Among the four non-emission periods, a first non-emission period (e.g., a first non-emission period NEP11) may include the first period P1, the second period P2, the third period P3, and the fourth period P4. Among the four non-emission periods, during even-numbered non-emission periods (e.g., the second non-emission period NEP12 and the fourth non-emission period NEP14), the fifth transistor T5 may be turned off according to a fourth gate signal EM of a gate-off voltage, and the sixth transistor T6 may be turned on according to a fifth gate signal EMB of a gate-on voltage. Among the four non-emission periods, during odd-numbered non-emission periods (e.g., the first non-emission period NEP11 and the third non-emission period NEP13), the fourth transistor T4 may be turned on according to a second gate signal GI of a gate-on voltage.
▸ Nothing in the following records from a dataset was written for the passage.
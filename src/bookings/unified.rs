use rust_decimal::Decimal;
use serde::{Deserialize, Serialize};

use crate::models::{MeetingRequestRow, ServiceRequestRow};

/// Status assigned to bookings whose source row carries none.
pub const PENDING_STATUS: &str = "pending";

/// Which source table a unified booking came from.
#[derive(Debug, Clone, Copy, PartialEq, Eq, Serialize, Deserialize)]
#[serde(rename_all = "snake_case")]
pub enum BookingSource {
    MeetingRequest,
    VvipService,
}

/// Common projection of the two booking request tables.
///
/// Purely read-side: a unified booking traces back to exactly one source
/// row and is never written back. `created_at` stays a raw ISO-8601 string
/// and is used only for ordering; an absent value becomes the empty string,
/// which sorts as oldest.
#[derive(Debug, Clone, Serialize, Deserialize)]
pub struct UnifiedBooking {
    pub id: String,
    pub full_name: String,
    pub email: String,
    pub phone: String,
    #[serde(skip_serializing_if = "Option::is_none")]
    pub event_type: Option<String>,
    #[serde(skip_serializing_if = "Option::is_none")]
    pub event_date: Option<String>,
    #[serde(skip_serializing_if = "Option::is_none")]
    pub location: Option<String>,
    pub status: String,
    pub created_at: String,
    pub source: BookingSource,

    // Meeting-request extras
    #[serde(skip_serializing_if = "Option::is_none")]
    pub protocol_officers: Option<i64>,
    #[serde(skip_serializing_if = "Option::is_none")]
    pub vision: Option<String>,

    // Service-request extras
    #[serde(skip_serializing_if = "Option::is_none")]
    pub service_type: Option<String>,
    #[serde(skip_serializing_if = "Option::is_none")]
    pub requirements: Option<String>,
    #[serde(skip_serializing_if = "Option::is_none")]
    pub estimated_cost: Option<Decimal>,
}

impl UnifiedBooking {
    /// Normalize a meeting request row. The single place where that shape
    /// maps onto the unified one.
    pub fn from_meeting_request(row: MeetingRequestRow) -> Self {
        Self {
            id: row.id,
            full_name: row.full_name,
            email: row.email,
            phone: row.phone,
            event_type: row.event_type,
            event_date: row.event_date,
            location: row.location,
            status: row.status.unwrap_or_else(|| PENDING_STATUS.to_string()),
            created_at: row.created_at.unwrap_or_default(),
            source: BookingSource::MeetingRequest,
            protocol_officers: row.protocol_officers,
            vision: row.vision,
            service_type: None,
            requirements: None,
            estimated_cost: None,
        }
    }

    /// Normalize a VVIP service request row.
    pub fn from_service_request(row: ServiceRequestRow) -> Self {
        Self {
            id: row.id,
            full_name: row.full_name,
            email: row.email,
            phone: row.phone,
            event_type: row.service_type.clone(),
            event_date: row.event_date,
            location: row.location,
            status: row.status.unwrap_or_else(|| PENDING_STATUS.to_string()),
            created_at: row.created_at.unwrap_or_default(),
            source: BookingSource::VvipService,
            protocol_officers: None,
            vision: None,
            service_type: row.service_type,
            requirements: row.requirements,
            estimated_cost: row.estimated_cost,
        }
    }
}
A period during which the fourth transistor T4 is turned on in the third non-emission period NEP13 may be longer than a period (e.g., a gate-on-voltage period of a second gate signal GI) during which the fourth transistor T4 is turned on in the first non-emission period NEP11. The fifth transistor T5 may be turned off and the sixth transistor T6 may be turned on in a portion of a period during which the fourth transistor T4 is turned on in each of the odd-numbered non-emission periods.
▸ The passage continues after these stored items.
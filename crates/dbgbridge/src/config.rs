//! Bridge configuration.
//!
//! Values are fixed for the lifetime of a bridge. The binary seeds them from the
//! environment and command line; tests construct them directly.

use std::path::PathBuf;
use std::time::Duration;

use crate::retry::RetryPolicy;

pub const DEFAULT_HOST: &str = "localhost";
pub const DEFAULT_PORT: u16 = 8999;
pub const DEFAULT_LEGACY_PREFIX: &str = "vscode_";
pub const DEFAULT_NEW_PREFIX: &str = "dap_";
pub const DEFAULT_PROGRAM: &str = "debuggee";

#[derive(Debug, Clone, PartialEq)]
pub struct BridgeConfig {
    /// Host used by `attach` when the request names none.
    pub host: String,
    /// Port used by `attach` when the request names none.
    pub port: u16,
    pub legacy_prefix: String,
    pub new_prefix: String,
    /// Debuggee executable used by `launch` when the request names none.
    pub program: PathBuf,
    pub program_args: Vec<String>,
    pub retry: RetryPolicy,
}

impl Default for BridgeConfig {
    fn default() -> Self {
        Self {
            host: DEFAULT_HOST.to_string(),
            port: DEFAULT_PORT,
            legacy_prefix: DEFAULT_LEGACY_PREFIX.to_string(),
            new_prefix: DEFAULT_NEW_PREFIX.to_string(),
            program: PathBuf::from(DEFAULT_PROGRAM),
            program_args: Vec::new(),
            retry: RetryPolicy::default(),
        }
    }
}

impl BridgeConfig {
    pub fn new() -> Self {
        Self::default()
    }

    /// Defaults overridden by `DBGBRIDGE_HOST`, `DBGBRIDGE_PORT` and `DBGBRIDGE_PROGRAM`.
    pub fn from_env() -> Self {
        let mut config = Self::default();

        if let Ok(host) = std::env::var("DBGBRIDGE_HOST")
            && !host.is_empty()
        {
            config.host = host;
        }

        if let Ok(port) = std::env::var("DBGBRIDGE_PORT") {
            match port.parse::<u16>() {
                Ok(port) => config.port = port,
                Err(_) => tracing::warn!(%port, "Ignoring invalid DBGBRIDGE_PORT"),
            }
        }

        if let Ok(program) = std::env::var("DBGBRIDGE_PROGRAM")
            && !program.is_empty()
        {
            config.program = PathBuf::from(program);
        }

        config
    }

    pub fn with_host(mut self, host: impl Into<String>) -> Self {
        self.host = host.into();
        self
    }

    pub fn with_port(mut self, port: u16) -> Self {
        self.port = port;
        self
    }

    pub fn with_prefixes(mut self, legacy: impl Into<String>, new: impl Into<String>) -> Self {
        self.legacy_prefix = legacy.into();
        self.new_prefix = new.into();
        self
    }

    pub fn with_program(mut self, program: impl Into<PathBuf>, args: Vec<String>) -> Self {
        self.program = program.into();
        self.program_args = args;
        self
    }

    pub fn with_retry(mut self, max_retries: u32, delay: Duration) -> Self {
        self.retry = RetryPolicy::new(max_retries, delay);
        self
    }
}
Among the four non-emission periods, during odd-numbered non-emission periods (e.g., the third non-emission period NEP13) other than the first non-emission period NEP11, after a fifth gate signal EMB transitions from a gate-on voltage to a gate-off voltage and the fifth transistor T5 switches from a turned-on state to a turned-off state, a second gate signal GI transitions from a gate-off voltage to a gate-on voltage, and thus, the fourth transistor T4 may switch from a turned-off state to a turned-on state. More specifically, among the four emission periods, during a boundary period (e.g., a boundary period At2 between the second emission period EP12 and the third non-emission period NEP13) between an even-numbered emission period and a non-emission period subsequent to the even-numbered emission period, before a fourth gate signal EM transitions from a gate-on voltage to a gate-off voltage and the fifth transistor T5 switches from a turned-on state to a turned-off state, a fifth gate signal EMB transitions from a gate-on voltage to a gate-off voltage, and thus, the sixth transistor T6 may switch from a turned-on state to a turned-off state. After the fifth transistor T5 switches from a turned-on state to a turned-off state, a second gate signal GI transitions from a gate-off voltage to a gate-on voltage, and thus, the fourth transistor T4 may switch from a turned-off state to a turned-on state.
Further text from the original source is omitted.